The LLM Common Professional Examination, also known as the Graduate Diploma in Law, is the route for non-law graduates wanting a fast-track pathway to a professional law qualification. Successful completion of the course provides you with a dual purpose qualification that completes the academic stage of legal training to progress onto the Legal Practice Course (LPC) or Bar Professional Training Course (BPTC) and an LLM (Master in Laws). This combination is rarely offered elsewhere and may be completed in one year.
If you are looking for the chance to change career direction, this course provides the same opportunities open to those who have graduated with a qualifying LLB (Hons) degree – that gives exemption from the academic stage of training for progression to the final course for qualification as a solicitor or a barrister. In addition, this course gives you the opportunity to gain a postgraduate degree in law which will enhance your employability.
Drawing on the expertise of law academics and teachers within the Wolverhampton Law School, the course satisfies the academic stage of legal training required by the Solicitors Regulation Authority and Bar Standards Board, and provides you with the essential knowledge and skills to succeed in the legal profession. The course is approved by the Solicitors Regulation Authority and meets the Joint Statement on legal academic qualification of the Bar Standards Board and the Solicitors Regulation Authority.
The course is taught over one year full-time or two years part-time. The part-time course usually involves attendance on two evenings per week, although day-time attendance would be permissible but will be subject to the University’s timetabling of classes. In relation to the full-time course, class sessions are flexible and can be attended by a mix of day and evening classes.
You will experience a variety of teaching methods including framework lectures, group-led discussions and debates, workshops, oral presentations and independent research. Assessments on the course consist of coursework and examinations.

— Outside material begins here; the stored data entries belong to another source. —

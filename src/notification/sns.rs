//! AWS SNS 短信发送器
//!
//! 通过 SNS `Publish` 接口直接向手机号发送短信

use crate::config::NotificationTarget;
use crate::error::NotificationError;
use crate::notification::sender::{DeliveryReceipt, NotificationSender};
use async_trait::async_trait;
use aws_config::BehaviorVersion;
use aws_sdk_sns::error::{DisplayErrorContext, ProvideErrorMetadata};
use aws_sdk_sns::Client;
use tracing::debug;

/// SNS短信发送器
pub struct SnsSender {
    /// SNS客户端
    client: Client,
}

impl SnsSender {
    /// 使用已构建的客户端创建发送器
    pub fn new(client: Client) -> Self {
        Self { client }
    }

    /// 从默认凭证链（环境变量、共享配置文件、实例角色等）创建发送器
    ///
    /// 每次调用创建一次，生命周期与本次调用相同
    pub async fn from_env() -> Self {
        let config = aws_config::defaults(BehaviorVersion::latest()).load().await;
        debug!("已加载AWS配置: region={:?}", config.region());
        Self::new(Client::new(&config))
    }
}

#[async_trait]
impl NotificationSender for SnsSender {
    async fn send_message(
        &self,
        message: &str,
        target: &NotificationTarget,
    ) -> Result<DeliveryReceipt, NotificationError> {
        debug!("发送短信到: {}", target.phone_number);

        let output = self
            .client
            .publish()
            .message(message)
            .phone_number(&target.phone_number)
            .send()
            .await
            .map_err(|e| map_publish_error(&e))?;

        Ok(DeliveryReceipt {
            message_id: output.message_id().map(str::to_string),
        })
    }

    fn name(&self) -> &'static str {
        "sns"
    }
}

/// 将SDK错误映射为通知错误：带错误码的是服务商错误，其余归为通用发送错误
fn map_publish_error<E>(err: &E) -> NotificationError
where
    E: ProvideErrorMetadata + std::error::Error + 'static,
{
    classify_publish_error(
        err.code(),
        err.message(),
        DisplayErrorContext(err).to_string(),
    )
}

fn classify_publish_error(
    code: Option<&str>,
    message: Option<&str>,
    detail: String,
) -> NotificationError {
    match code {
        Some(code) => NotificationError::Provider {
            code: code.to_string(),
            message: message.map(str::to_string).unwrap_or(detail),
        },
        None => NotificationError::Transport(detail),
    }
}
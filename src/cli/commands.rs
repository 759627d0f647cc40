//! 单次调用的组装与执行
//!
//! 加载配置、构建检测器和发送器，执行一次检测

use crate::cli::args::{Args, OutputFormat};
use crate::config::{ConfigLoader, ProbeConfig, TomlConfigLoader};
use crate::error::Result;
use crate::health::{EvaluationReport, HealthCheckEvaluator, HttpHealthChecker};
use crate::notification::{
    HandlebarsTemplate, MessageTemplate, NoOpSender, NotificationSender, SnsSender,
};
use std::sync::Arc;
use tracing::{error, info};

/// 加载并合并配置
///
/// 命令行参数与环境变量优先于配置文件
pub async fn load_config(args: &Args) -> Result<ProbeConfig> {
    let file = match &args.config {
        Some(path) => Some(TomlConfigLoader::new(true).load_from_file(path).await?),
        None => None,
    };

    Ok(ProbeConfig::resolve(file, args.overrides())?)
}

/// 根据配置构建执行器
///
/// 每次调用各自创建HTTP客户端和短信客户端
pub async fn build_evaluator(args: &Args, config: ProbeConfig) -> Result<HealthCheckEvaluator> {
    let checker = Arc::new(HttpHealthChecker::new()?);

    let sender: Arc<dyn NotificationSender> = if args.dry_run {
        Arc::new(NoOpSender)
    } else {
        Arc::new(SnsSender::from_env().await)
    };

    let mut evaluator =
        HealthCheckEvaluator::new(config.target, config.notification, checker, sender);

    if !config.templates.is_empty() {
        let template: Arc<dyn MessageTemplate> =
            Arc::new(HandlebarsTemplate::new(&config.templates)?);
        evaluator = evaluator.with_template(template);
    }

    Ok(evaluator)
}

/// 执行一次检测
///
/// 配置或初始化失败时只记录错误并返回 `None`，不会发送短信
pub async fn run_probe(args: &Args) -> Option<EvaluationReport> {
    let config = match load_config(args).await {
        Ok(config) => config,
        Err(e) => {
            error!("加载配置失败，跳过本次检测: {}", e);
            return None;
        }
    };

    let evaluator = match build_evaluator(args, config).await {
        Ok(evaluator) => evaluator,
        Err(e) => {
            error!("初始化失败，跳过本次检测: {}", e);
            return None;
        }
    };

    let report = evaluator.run().await;
    info!(
        "检测完成: {} ({}ms)",
        report.outcome.label(),
        report.response_time_ms()
    );
    Some(report)
}

/// 按输出格式渲染报告
pub fn format_report(report: &EvaluationReport, format: &OutputFormat) -> Result<Option<String>> {
    let rendered = match format {
        OutputFormat::None => None,
        OutputFormat::Text => {
            let status_icon = if report.outcome.is_healthy() {
                "✓"
            } else {
                "✗"
            };
            Some(format!(
                "{} {} - {} - {}ms - {}",
                status_icon,
                report.url,
                report.outcome,
                report.response_time_ms(),
                if report.delivery.is_delivered() {
                    "短信已发送"
                } else {
                    "短信发送失败"
                }
            ))
        }
        OutputFormat::Json => Some(report.to_json()?),
    };
    Ok(rendered)
}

The distance learning mode of study provides the opportunity for students around the world to undertake this course. The course will be delivered using e-learning study materials with on-line support from academic staff. In addition, you will be able to access the electronic learning resources provided by the University’s Directorate of Academic Support (DAS). Therefore, it is essential that you have the use of a computer with ‘broadband’ internet access. You will also need to set aside time and arrange quiet study space to undertake your studies on the course.

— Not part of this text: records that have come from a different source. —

//! 健康检测结果数据结构
//!
//! 定义单次检测的结果分类和调用报告

use chrono::{DateTime, Utc};
use serde::{Deserialize, Serialize};
use std::time::Duration;
use uuid::Uuid;

/// 单次检测的结果分类
#[derive(Debug, Clone, PartialEq, Eq, Serialize, Deserialize)]
#[serde(tag = "kind", rename_all = "snake_case")]
pub enum CheckOutcome {
    /// 请求本身失败（DNS、连接、TLS、超时）
    TransportFailure { error: String },
    /// 收到了与期望不符的状态码
    UnexpectedStatus { status_code: u16, url: String },
    /// 状态码符合期望
    Success { url: String },
}

impl CheckOutcome {
    /// 判断结果是否健康
    pub fn is_healthy(&self) -> bool {
        matches!(self, CheckOutcome::Success { .. })
    }

    /// 观察到的HTTP状态码（请求失败时为 None）
    pub fn status_code(&self) -> Option<u16> {
        match self {
            CheckOutcome::UnexpectedStatus { status_code, .. } => Some(*status_code),
            _ => None,
        }
    }

    /// 用于日志的简短标签
    pub fn label(&self) -> &'static str {
        match self {
            CheckOutcome::TransportFailure { .. } => "transport_failure",
            CheckOutcome::UnexpectedStatus { .. } => "unexpected_status",
            CheckOutcome::Success { .. } => "success",
        }
    }
}

impl std::fmt::Display for CheckOutcome {
    fn fmt(&self, f: &mut std::fmt::Formatter<'_>) -> std::fmt::Result {
        match self {
            CheckOutcome::TransportFailure { error } => write!(f, "请求失败: {}", error),
            CheckOutcome::UnexpectedStatus { status_code, url } => {
                write!(f, "状态码异常: {} -> {}", url, status_code)
            }
            CheckOutcome::Success { url } => write!(f, "正常: {}", url),
        }
    }
}

/// 通知发送情况
#[derive(Debug, Clone, PartialEq, Eq, Serialize, Deserialize)]
#[serde(tag = "status", rename_all = "snake_case")]
pub enum DeliveryStatus {
    /// 服务商已受理
    Delivered { message_id: Option<String> },
    /// 发送失败
    Failed {
        /// 服务商错误码（如果有）
        code: Option<String>,
        error: String,
    },
}

impl DeliveryStatus {
    pub fn is_delivered(&self) -> bool {
        matches!(self, DeliveryStatus::Delivered { .. })
    }
}

/// 单次调用的报告
///
/// 调用总是会产生一份报告，任何失败都体现在字段里而不是错误返回值里
#[derive(Debug, Clone, Serialize, Deserialize)]
pub struct EvaluationReport {
    /// 调用ID
    pub id: Uuid,
    /// 检测开始时间
    pub timestamp: DateTime<Utc>,
    /// 目标URL
    pub url: String,
    /// 期望状态码
    pub expected_status: i64,
    /// 请求耗时
    #[serde(with = "duration_serde")]
    pub response_time: Duration,
    /// 结果分类
    pub outcome: CheckOutcome,
    /// 实际发送的短信内容
    pub message: String,
    /// 通知发送情况
    pub delivery: DeliveryStatus,
    /// 响应体字节数（仅成功且读取成功时）
    pub body_length: Option<usize>,
}

impl EvaluationReport {
    /// 获取响应时间（毫秒）
    pub fn response_time_ms(&self) -> u64 {
        self.response_time.as_millis() as u64
    }

    /// 转换为JSON字符串
    pub fn to_json(&self) -> Result<String, serde_json::Error> {
        serde_json::to_string_pretty(self)
    }
}

/// Duration序列化模块
mod duration_serde {
    use serde::{Deserialize, Deserializer, Serialize, Serializer};
    use std::time::Duration;

    pub fn serialize<S>(duration: &Duration, serializer: S) -> Result<S::Ok, S::Error>
    where
        S: Serializer,
    {
        duration.as_millis().serialize(serializer)
    }

    pub fn deserialize<'de, D>(deserializer: D) -> Result<Duration, D::Error>
    where
        D: Deserializer<'de>,
    {
        let millis = u64::deserialize(deserializer)?;
        Ok(Duration::from_millis(millis))
    }
}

Exemptions from undertaking the whole course
If you have studied and passed at degree level a few ‘foundation’ modules, you may apply for partial exemption from undertaking the full course programme, see reference to this in the Academic Stage Handbook. However, where exemptions are granted, so that you do not study the full course programme, you will not be eligible for the Master’s award. You will only be eligible for postgraduate credits for the modules you have successful completed.